AIM OF THE EXERCISE — Scan the records and identify every line in which the string "false" occurs, then return those lines.

■ ■ ■

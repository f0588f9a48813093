//! The normalizer rewrites a formula between the word notation and the canonical symbolic
//! notation. It works on plain text: it does not validate the formula, unknown characters are
//! simply copied to the output and reported later by the compiler.

use crate::_impl_expr_token::{AND_SYMBOL, IFF_SYMBOL, IMP_SYMBOL, NOT_SYMBOL, OR_SYMBOL};
use crate::logging::targets::NORMALIZE as LOG_NORMALIZE;
use crate::{ExprToken, Notation};
use std::fmt::{Display, Error, Formatter};
use std::iter::Peekable;
use std::str::Chars;

/// Rewrite `text` written in the `from` notation into the `to` notation.
///
/// The text is always brought to the canonical symbolic form first: whitespace runs collapse
/// into a single space, both ends are trimmed and `¬` is attached directly to its operand.
/// In word notation, the whole words `NOT`, `AND`, `OR`, `IMPLIES` and `IFF` (in any letter
/// case) and the ASCII aliases `!`, `&&`, `||`, `=>` and `<=>` are replaced by `¬ ∧ ∨ → ↔`.
///
/// Converting to word notation then spells every operator as an upper-case word. The conversion
/// is not an exact round-trip of whitespace, but it preserves operators and their operands.
pub fn normalize(text: &str, from: Notation, to: Notation) -> String {
    let canonical = match from {
        Notation::Symbolic => canonical_whitespace(text),
        Notation::Word => canonical_whitespace(&words_to_symbols(text)),
    };
    let result = match to {
        Notation::Symbolic => canonical,
        Notation::Word => canonical_whitespace(&symbols_to_words(&canonical)),
    };
    log::debug!(
        target: LOG_NORMALIZE,
        "{:?} ({}) normalized to {:?} ({}).",
        text,
        from,
        result,
        to
    );
    result
}

/// **(internal)** Replace word operators and ASCII aliases with operator symbols.
///
/// Aliases are matched longest-first, so `<=>` is never read as `<` followed by `=>`.
fn words_to_symbols(text: &str) -> String {
    let mut output = String::with_capacity(text.len());
    let mut data = text.chars().peekable();
    while let Some(c) = data.next() {
        match c {
            '<' if next_is(&mut data, "=>") => output.push(IFF_SYMBOL),
            '=' if next_is(&mut data, ">") => output.push(IMP_SYMBOL),
            '&' if next_is(&mut data, "&") => output.push(AND_SYMBOL),
            '|' if next_is(&mut data, "|") => output.push(OR_SYMBOL),
            '!' => output.push(NOT_SYMBOL),
            c if is_word_char(c) => {
                let mut word = String::new();
                word.push(c);
                while let Some(c) = data.peek() {
                    if is_word_char(*c) {
                        word.push(*c);
                        data.next();
                    } else {
                        break;
                    }
                }
                match ExprToken::from_word(&word) {
                    Some(op) => output.push(op.to_char()),
                    None => output.push_str(&word),
                }
            }
            c => output.push(c),
        }
    }
    output
}

/// **(internal)** Spell every operator symbol as a word, padded with spaces.
fn symbols_to_words(text: &str) -> String {
    let mut output = String::with_capacity(2 * text.len());
    for c in text.chars() {
        match ExprToken::from_char(c).and_then(|token| token.to_word().map(|w| (token, w))) {
            Some((ExprToken::Not, word)) => {
                output.push_str(word);
                output.push(' ');
            }
            Some((_, word)) => {
                output.push(' ');
                output.push_str(word);
                output.push(' ');
            }
            None => output.push(c),
        }
    }
    output
}

/// **(internal)** If the iterator continues with `expected`, consume it and return `true`.
/// Otherwise leave the iterator untouched.
fn next_is(data: &mut Peekable<Chars>, expected: &str) -> bool {
    let mut lookahead = data.clone();
    if expected.chars().all(|c| lookahead.next() == Some(c)) {
        *data = lookahead;
        true
    } else {
        false
    }
}

/// **(internal)** Characters that form a single word for the purpose of alias matching.
fn is_word_char(c: char) -> bool {
    c.is_alphanumeric() || c == '_'
}

/// **(internal)** Collapse whitespace runs, trim both ends and drop whitespace after `¬`.
fn canonical_whitespace(text: &str) -> String {
    let mut output = String::with_capacity(text.len());
    let mut pending_space = false;
    for c in text.chars() {
        if c.is_whitespace() {
            pending_space = !output.is_empty() && !output.ends_with(NOT_SYMBOL);
        } else {
            if pending_space {
                output.push(' ');
                pending_space = false;
            }
            output.push(c);
        }
    }
    output
}

impl Display for Notation {
    fn fmt(&self, f: &mut Formatter<'_>) -> Result<(), Error> {
        match self {
            Notation::Symbolic => write!(f, "symbolic"),
            Notation::Word => write!(f, "word"),
        }
    }
}
//! Command line front-end of the truth table engine.
//!
//! Set `RUST_LOG=debug` (or `trace` for every row) to see the intermediate pipeline results.

use algoviz_lib_logic::{
    build_truth_table_with, normalize, Notation, TruthTableConfig, TruthTableError,
    DEFAULT_MAX_VARIABLES,
};
use clap::Parser;
use std::process::ExitCode;

/// Prints the truth table of a propositional formula
#[derive(Parser, Debug)]
#[command(version, about, long_about = None)]
struct Args {
    /// The formula, e.g. "p ∧ (q ∨ ¬r)" or "p AND (q OR NOT r)"
    formula: String,

    /// Notation of the formula
    #[arg(short, long, default_value_t, value_enum)]
    notation: NotationArg,

    /// Output format of the table
    #[arg(short, long, default_value_t, value_enum)]
    format: OutputFormat,

    /// Refuse formulas with more variables than this (at most 26)
    #[arg(short, long, default_value_t = DEFAULT_MAX_VARIABLES)]
    max_variables: u16,

    /// Only print the formula converted to the given notation
    #[arg(short, long, value_enum)]
    convert_to: Option<NotationArg>,
}

#[derive(Debug, Default, Clone, Copy, clap::ValueEnum)]
enum NotationArg {
    #[default]
    Symbolic,
    Word,
}

impl std::fmt::Display for NotationArg {
    fn fmt(&self, f: &mut std::fmt::Formatter<'_>) -> std::fmt::Result {
        match self {
            Self::Symbolic => write!(f, "symbolic"),
            Self::Word => write!(f, "word"),
        }
    }
}

impl From<NotationArg> for Notation {
    fn from(value: NotationArg) -> Self {
        match value {
            NotationArg::Symbolic => Notation::Symbolic,
            NotationArg::Word => Notation::Word,
        }
    }
}

#[derive(Debug, Default, Clone, Copy, clap::ValueEnum)]
enum OutputFormat {
    #[default]
    Grid,
    Tsv,
    Csv,
}

impl std::fmt::Display for OutputFormat {
    fn fmt(&self, f: &mut std::fmt::Formatter<'_>) -> std::fmt::Result {
        match self {
            Self::Grid => write!(f, "grid"),
            Self::Tsv => write!(f, "tsv"),
            Self::Csv => write!(f, "csv"),
        }
    }
}

fn main() -> ExitCode {
    env_logger::init();
    let args = Args::parse();
    log::debug!("{:?}", args);
    match run(&args) {
        Ok(output) => {
            print!("{}", output);
            ExitCode::SUCCESS
        }
        Err(error) => {
            eprintln!("{}", error_message(&error));
            ExitCode::FAILURE
        }
    }
}

/// Produce everything the binary prints on success.
fn run(args: &Args) -> Result<String, TruthTableError> {
    if let Some(target) = args.convert_to {
        let converted = normalize(&args.formula, args.notation.into(), target.into());
        return Ok(format!("{}\n", converted));
    }

    let config = TruthTableConfig::new().with_max_variables(args.max_variables);
    let table = build_truth_table_with(&args.formula, args.notation.into(), &config)?;
    Ok(match args.format {
        OutputFormat::Grid => table.to_string(),
        OutputFormat::Tsv => table.to_tsv_string(),
        OutputFormat::Csv => table.to_csv_string(),
    })
}

fn error_message(error: &TruthTableError) -> String {
    format!("Error: {}", error)
}
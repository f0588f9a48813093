//! Conversion of canonical infix text into a `PostfixExpression` using the shunting-yard
//! algorithm.
//!
//! Variables go straight to the output. An operator first moves every operator of equal or
//! higher precedence from the operator stack to the output and is then pushed itself. This
//! makes all binary operators left-associative, so `p → q → r` reads as `(p → q) → r`.
//!
//! Note that the same rule applies to the prefix `¬`: a second `¬` directly after the first one
//! pops it to the output before the operand of either is known. The popped `¬` then negates
//! whatever operand precedes it. At the start of a formula there is none, so `¬¬p` fails to
//! evaluate with `InvalidExpression`. After a binary operator it negates the left operand:
//! `p ∧ ¬¬q` compiles to `p ¬ q ¬ ∧`, i.e. `¬p ∧ ¬q`. Nested negation has to be written as
//! `¬(¬p)`.

use crate::ExprToken::*;
use crate::TruthTableError::{InvalidToken, MismatchedParentheses};
use crate::_impl_expr_token::{precedence_in, PRECEDENCE_TABLE};
use crate::logging::targets::COMPILE as LOG_COMPILE;
use crate::{ExprToken, PostfixExpression, TruthTableError};
use std::fmt::{Display, Error, Formatter};

impl PostfixExpression {
    /// Compile a canonical formula into its postfix form.
    ///
    /// Fails with `InvalidToken` for characters outside of the canonical alphabet and with
    /// `MismatchedParentheses` for unbalanced parentheses. Operator arity is not checked here;
    /// see `PostfixExpression::eval_in`.
    pub fn compile(canonical: &str) -> Result<PostfixExpression, TruthTableError> {
        let tokens = shunting_yard(canonical, &PRECEDENCE_TABLE)?;
        let result = PostfixExpression(tokens);
        log::debug!(target: LOG_COMPILE, "{:?} compiled to {:?}.", canonical, result.to_string());
        Ok(result)
    }

    /// The tokens of this expression in postfix order.
    pub fn tokens(&self) -> &[ExprToken] {
        &self.0
    }

    pub fn len(&self) -> usize {
        self.0.len()
    }

    pub fn is_empty(&self) -> bool {
        self.0.is_empty()
    }
}

/// **(internal)** The shunting-yard algorithm over the characters of `data`, with operator
/// priorities given by `precedence`.
fn shunting_yard(
    data: &str,
    precedence: &[(ExprToken, u8)],
) -> Result<Vec<ExprToken>, TruthTableError> {
    let mut output = Vec::new();
    let mut operators: Vec<ExprToken> = Vec::new();
    for c in data.chars() {
        if c.is_whitespace() {
            continue;
        }
        match ExprToken::from_char(c) {
            Some(token @ Var(_)) => output.push(token),
            Some(LeftParen) => operators.push(LeftParen),
            Some(RightParen) => loop {
                match operators.pop() {
                    Some(LeftParen) => break,
                    Some(op) => output.push(op),
                    None => return Err(MismatchedParentheses),
                }
            },
            Some(op) if op.is_operator() => {
                let op_precedence = precedence_in(precedence, op).ok_or(InvalidToken(c))?;
                while let Some(top) = operators.last().copied() {
                    if top == LeftParen || precedence_in(precedence, top) < Some(op_precedence) {
                        break;
                    }
                    output.push(top);
                    operators.pop();
                }
                operators.push(op);
            }
            Some(_) | None => return Err(InvalidToken(c)),
        }
    }
    while let Some(op) = operators.pop() {
        if op == LeftParen {
            return Err(MismatchedParentheses);
        }
        output.push(op);
    }
    Ok(output)
}

impl Display for PostfixExpression {
    fn fmt(&self, f: &mut Formatter<'_>) -> Result<(), Error> {
        for (i, token) in self.0.iter().enumerate() {
            if i > 0 {
                write!(f, " ")?;
            }
            write!(f, "{}", token)?;
        }
        Ok(())
    }
}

■ ■ ■

TASK ANSWER —
        false
    let mut pending_space = false;
                pending_space = false;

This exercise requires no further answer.